İstanbul'un Güngören ilçesinde 27 Temmuz 2008'de saat 21.45'te iki ayrı patlama meydana geldi. olayda 17 kişi öldü, 154 kişi hayatını kaybetti.
Saldırıda ölenlerin Fadime Beşkan, Macide Aydın, Hayrettin Güler, Şeyma Özkan, Taha Yıldızlı, Aleyna Çelik, Servet Asan, Alim Mantarcı, Filiz İkiz, Murat Ağca, Halit Öge, Mehmet Fikri Kuş, Sabahat Kuş, Yunus Öztürk, Dursun Ali Aydemir, Furkan Şentürk ve Abdullah Gülle olduğu açıklandı.

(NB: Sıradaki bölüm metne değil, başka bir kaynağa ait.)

use serde::{Deserialize, Deserializer, Serialize, de::IgnoredAny};

/// Treats an explicit `null` the same as an absent field.
fn nullable<'de, D, T>(deserializer: D) -> Result<T, D::Error>
where
    D: Deserializer<'de>,
    T: Default + Deserialize<'de>,
{
    Option::<T>::deserialize(deserializer).map(Option::unwrap_or_default)
}

/// The GraphQL `data` object.
#[derive(Debug, Clone, Default, PartialEq, Serialize, Deserialize)]
#[serde(rename_all = "camelCase")]
pub struct PortfolioData {
    #[serde(default)]
    pub portfolio_v2: Option<PortfolioV2>,
}

#[derive(Debug, Clone, Default, PartialEq, Serialize, Deserialize)]
#[serde(rename_all = "camelCase")]
pub struct PortfolioV2 {
    #[serde(default)]
    pub token_balances: Option<TokenBalances>,
    #[serde(default)]
    pub app_balances: Option<AppBalances>,
    #[serde(default)]
    pub nft_balances: Option<NftBalances>,
}

/// Relay-style connection (`{ totalCount, edges: [{ node }] }`).
#[derive(Debug, Clone, PartialEq, Serialize, Deserialize)]
#[serde(rename_all = "camelCase")]
pub struct Connection<T> {
    pub total_count: Option<u64>,
    pub edges: Option<Vec<Edge<T>>>,
}

impl<T> Default for Connection<T> {
    fn default() -> Self {
        Self {
            total_count: None,
            edges: None,
        }
    }
}

impl<T> Connection<T> {
    pub fn nodes(&self) -> impl Iterator<Item = &T> {
        self.edges.iter().flatten().map(|edge| &edge.node)
    }
}

#[derive(Debug, Clone, PartialEq, Serialize, Deserialize)]
pub struct Edge<T> {
    pub node: T,
}

/// Iterates the nodes of an optional connection, yielding nothing when the
/// connection itself is absent.
pub fn nodes_of<T>(connection: Option<&Connection<T>>) -> impl Iterator<Item = &T> {
    connection.into_iter().flat_map(|connection| connection.nodes())
}

#[derive(Debug, Clone, Default, PartialEq, Serialize, Deserialize)]
#[serde(rename_all = "camelCase")]
pub struct Network {
    #[serde(default, deserialize_with = "nullable")]
    pub name: String,
    #[serde(default, deserialize_with = "nullable")]
    pub chain_id: u64,
}

#[derive(Debug, Clone, Default, PartialEq, Serialize, Deserialize)]
pub struct NetworkBalance {
    #[serde(default, deserialize_with = "nullable")]
    pub network: Network,
    #[serde(rename = "balanceUSD", default, deserialize_with = "nullable")]
    pub balance_usd: f64,
}

// ============================================================================
// Wallet token balances
// ============================================================================

#[derive(Debug, Clone, Default, PartialEq, Serialize, Deserialize)]
#[serde(rename_all = "camelCase")]
pub struct TokenBalances {
    #[serde(rename = "totalBalanceUSD", default, deserialize_with = "nullable")]
    pub total_balance_usd: f64,
    #[serde(default)]
    pub by_token: Option<Connection<TokenNode>>,
    #[serde(default)]
    pub by_network: Option<Connection<NetworkBalance>>,
}

#[derive(Debug, Clone, Default, PartialEq, Serialize, Deserialize)]
#[serde(rename_all = "camelCase")]
pub struct TokenNode {
    #[serde(default, deserialize_with = "nullable")]
    pub symbol: String,
    #[serde(default, deserialize_with = "nullable")]
    pub token_address: String,
    #[serde(default, deserialize_with = "nullable")]
    pub balance: f64,
    #[serde(rename = "balanceUSD", default, deserialize_with = "nullable")]
    pub balance_usd: f64,
    #[serde(default, deserialize_with = "nullable")]
    pub price: f64,
    #[serde(default)]
    pub name: Option<String>,
    #[serde(default)]
    pub decimals: Option<u32>,
    #[serde(default, deserialize_with = "nullable")]
    pub network: Network,
}

// ============================================================================
// App (DeFi protocol) balances
// ============================================================================

#[derive(Debug, Clone, Default, PartialEq, Serialize, Deserialize)]
#[serde(rename_all = "camelCase")]
pub struct AppBalances {
    #[serde(rename = "totalBalanceUSD", default, deserialize_with = "nullable")]
    pub total_balance_usd: f64,
    #[serde(default)]
    pub by_app: Option<Connection<AppBalance>>,
    #[serde(default)]
    pub by_meta_type: Option<Connection<MetaTypeBalance>>,
    #[serde(default)]
    pub by_network: Option<Connection<NetworkBalance>>,
}

#[derive(Debug, Clone, Default, PartialEq, Serialize, Deserialize)]
#[serde(rename_all = "camelCase")]
pub struct AppBalance {
    #[serde(rename = "balanceUSD", default, deserialize_with = "nullable")]
    pub balance_usd: f64,
    #[serde(default, deserialize_with = "nullable")]
    pub app: App,
    #[serde(default, deserialize_with = "nullable")]
    pub network: Network,
    #[serde(default)]
    pub position_balances: Option<Connection<PositionBalance>>,
}

#[derive(Debug, Clone, Default, PartialEq, Serialize, Deserialize)]
#[serde(rename_all = "camelCase")]
pub struct App {
    #[serde(default, deserialize_with = "nullable")]
    pub display_name: String,
    #[serde(default, deserialize_with = "nullable")]
    pub slug: String,
    #[serde(default)]
    pub description: Option<String>,
    #[serde(default)]
    pub category: Option<AppCategory>,
    #[serde(default)]
    pub url: Option<String>,
}

impl App {
    /// Declared category name, empty when the API did not classify the app.
    pub fn category_name(&self) -> &str {
        self.category
            .as_ref()
            .map_or("", |category| category.name.as_str())
    }
}

#[derive(Debug, Clone, Default, PartialEq, Serialize, Deserialize)]
pub struct AppCategory {
    #[serde(default, deserialize_with = "nullable")]
    pub name: String,
}

#[derive(Debug, Clone, Default, PartialEq, Serialize, Deserialize)]
#[serde(rename_all = "camelCase")]
pub struct MetaTypeBalance {
    #[serde(default, deserialize_with = "nullable")]
    pub meta_type: String,
    #[serde(default, deserialize_with = "nullable")]
    pub position_count: u64,
    #[serde(rename = "balanceUSD", default, deserialize_with = "nullable")]
    pub balance_usd: f64,
}

/// A position held inside an app, discriminated by its `type` field.
///
/// Nodes with an unrecognised, null or missing `type` (an empty `{}` is what
/// the API sends for union members no fragment selected) become `Unknown`.
#[derive(Debug, Clone, PartialEq, Serialize)]
#[serde(tag = "type")]
pub enum PositionBalance {
    #[serde(rename = "app-token")]
    AppToken(AppTokenPosition),
    #[serde(rename = "contract-position")]
    ContractPosition(ContractPosition),
    Unknown,
}

#[derive(Deserialize)]
#[serde(tag = "type")]
enum TaggedPosition {
    #[serde(rename = "app-token")]
    AppToken(AppTokenPosition),
    #[serde(rename = "contract-position")]
    ContractPosition(ContractPosition),
    #[serde(other)]
    Unknown,
}

#[derive(Deserialize)]
#[serde(untagged)]
enum PositionNode {
    Tagged(TaggedPosition),
    Untagged(IgnoredAny),
}

impl<'de> Deserialize<'de> for PositionBalance {
    fn deserialize<D: Deserializer<'de>>(deserializer: D) -> Result<Self, D::Error> {
        Ok(match PositionNode::deserialize(deserializer)? {
            PositionNode::Tagged(TaggedPosition::AppToken(position)) => Self::AppToken(position),
            PositionNode::Tagged(TaggedPosition::ContractPosition(position)) => {
                Self::ContractPosition(position)
            }
            PositionNode::Tagged(TaggedPosition::Unknown) | PositionNode::Untagged(_) => {
                Self::Unknown
            }
        })
    }
}

#[derive(Debug, Clone, Default, PartialEq, Serialize, Deserialize)]
#[serde(rename_all = "camelCase")]
pub struct AppTokenPosition {
    #[serde(default, deserialize_with = "nullable")]
    pub address: String,
    #[serde(default, deserialize_with = "nullable")]
    pub network: String,
    #[serde(default, deserialize_with = "nullable")]
    pub symbol: String,
    #[serde(default)]
    pub decimals: Option<u32>,
    #[serde(default, deserialize_with = "nullable")]
    pub balance: f64,
    #[serde(rename = "balanceUSD", default, deserialize_with = "nullable")]
    pub balance_usd: f64,
    #[serde(default, deserialize_with = "nullable")]
    pub price: f64,
    #[serde(default)]
    pub app_id: Option<String>,
    #[serde(default)]
    pub group_id: Option<String>,
    #[serde(default)]
    pub group_label: Option<String>,
    #[serde(default)]
    pub supply: Option<f64>,
    #[serde(default)]
    pub price_per_share: Option<f64>,
    #[serde(default, deserialize_with = "nullable")]
    pub tokens: Vec<PositionToken>,
    #[serde(default)]
    pub display_props: Option<DisplayProps>,
}

#[derive(Debug, Clone, Default, PartialEq, Serialize, Deserialize)]
#[serde(rename_all = "camelCase")]
pub struct ContractPosition {
    #[serde(default, deserialize_with = "nullable")]
    pub address: String,
    #[serde(default, deserialize_with = "nullable")]
    pub network: String,
    #[serde(default)]
    pub app_id: Option<String>,
    #[serde(default)]
    pub group_id: Option<String>,
    #[serde(default)]
    pub group_label: Option<String>,
    #[serde(rename = "balanceUSD", default, deserialize_with = "nullable")]
    pub balance_usd: f64,
    #[serde(default, deserialize_with = "nullable")]
    pub tokens: Vec<ContractPositionToken>,
    #[serde(default)]
    pub display_props: Option<DisplayProps>,
}

#[derive(Debug, Clone, Default, PartialEq, Serialize, Deserialize)]
pub struct DisplayProps {
    #[serde(default)]
    pub label: Option<String>,
    #[serde(default, deserialize_with = "nullable")]
    pub images: Vec<String>,
}

/// One leg of a contract position, tagged with its economic role.
#[derive(Debug, Clone, Default, PartialEq, Serialize, Deserialize)]
#[serde(rename_all = "camelCase")]
pub struct ContractPositionToken {
    #[serde(default, deserialize_with = "nullable")]
    pub meta_type: String,
    #[serde(default, deserialize_with = "nullable")]
    pub token: PositionToken,
}

#[derive(Debug, Clone, Copy, Default, PartialEq, Eq, Serialize, Deserialize)]
#[serde(rename_all = "kebab-case")]
pub enum TokenKind {
    BaseToken,
    AppToken,
    #[default]
    #[serde(other)]
    Other,
}

/// A token node inside a position. App tokens carry their own nested
/// `tokens`, which may nest again.
#[derive(Debug, Clone, Default, PartialEq, Serialize, Deserialize)]
#[serde(rename_all = "camelCase")]
pub struct PositionToken {
    #[serde(rename = "type", default, deserialize_with = "nullable")]
    pub kind: TokenKind,
    #[serde(default, deserialize_with = "nullable")]
    pub address: String,
    #[serde(default, deserialize_with = "nullable")]
    pub network: String,
    #[serde(default, deserialize_with = "nullable")]
    pub balance: f64,
    #[serde(rename = "balanceUSD", default, deserialize_with = "nullable")]
    pub balance_usd: f64,
    #[serde(default, deserialize_with = "nullable")]
    pub price: f64,
    #[serde(default, deserialize_with = "nullable")]
    pub symbol: String,
    #[serde(default)]
    pub decimals: Option<u32>,
    #[serde(default)]
    pub app_id: Option<String>,
    #[serde(default, deserialize_with = "nullable")]
    pub tokens: Vec<PositionToken>,
}

// ============================================================================
// NFT balances
// ============================================================================

#[derive(Debug, Clone, Default, PartialEq, Serialize, Deserialize)]
#[serde(rename_all = "camelCase")]
pub struct NftBalances {
    #[serde(rename = "totalBalanceUSD", default, deserialize_with = "nullable")]
    pub total_balance_usd: f64,
    #[serde(default)]
    pub total_tokens_owned: Option<f64>,
    #[serde(default)]
    pub by_network: Option<Connection<NetworkBalance>>,
}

Patlamanın hemen ardından İstanbul Valisi Muammer Güler saldırıyla ilgili "Bölücü örgüt bağlantısı tabii ki görülüyor", CHP Genel Başkanı Deniz Baykal "Milli tepki koymalıyız" dedi, DTP Genel Başkanı Ahmet Türk ise "Bazı kesimlerin adres gösterilmesi kimseye yarar sağlamaz" diye konuştu.
Güler'in açıklamasının ardından basında çıkan "Saldırıyı PKK yaptı" şeklindeki haberlerini örgüt "sivillere yönelik saldırıları hiçbir zaman desteklemediklerini" belirtti. Türkiye Barış Meclisi, DİSK, TMMOB, DTP, ÖDP ve EMEP'in de aralarında bulunduğu kuruluşlar saldırıyı kınadı, "şiddet ortamına karşı durma "çağrısında bulundu.
Medya eleştirmeni ve Bilgi Üniversitesi İletişim Fakültesi Öğretim Üyesi Esra Arsan bianet'e "Gazeteciler bilgileri kesinleşmeden dolaşıma sokmaması gerektiğini" söyledi. "Haberi sunarken 'taraf' olunmaması gerektiğinin" altını çizen Arsan "Çocuk ölümlerinin sömürü aracı olarak kullanılmaması gerekiyor" dedi.
Güngören'deki patlamalarla ilgili NTV'ye yorum yapan Prof. Dr. Deniz Ülke Arıboğan eylemin PKK'nin genel stratejisiyle uyumlu olmadığını, bu tür bir eylemin PKK için "tehlikeli" olduğunu, El Kaide'nin yapmış olabileceğini, ama El Kaide'nin de "soyut" bir örgüt haline geldiğini söyledi, "Ergenekon olayıyla bağlantılı da olabilir" dedi.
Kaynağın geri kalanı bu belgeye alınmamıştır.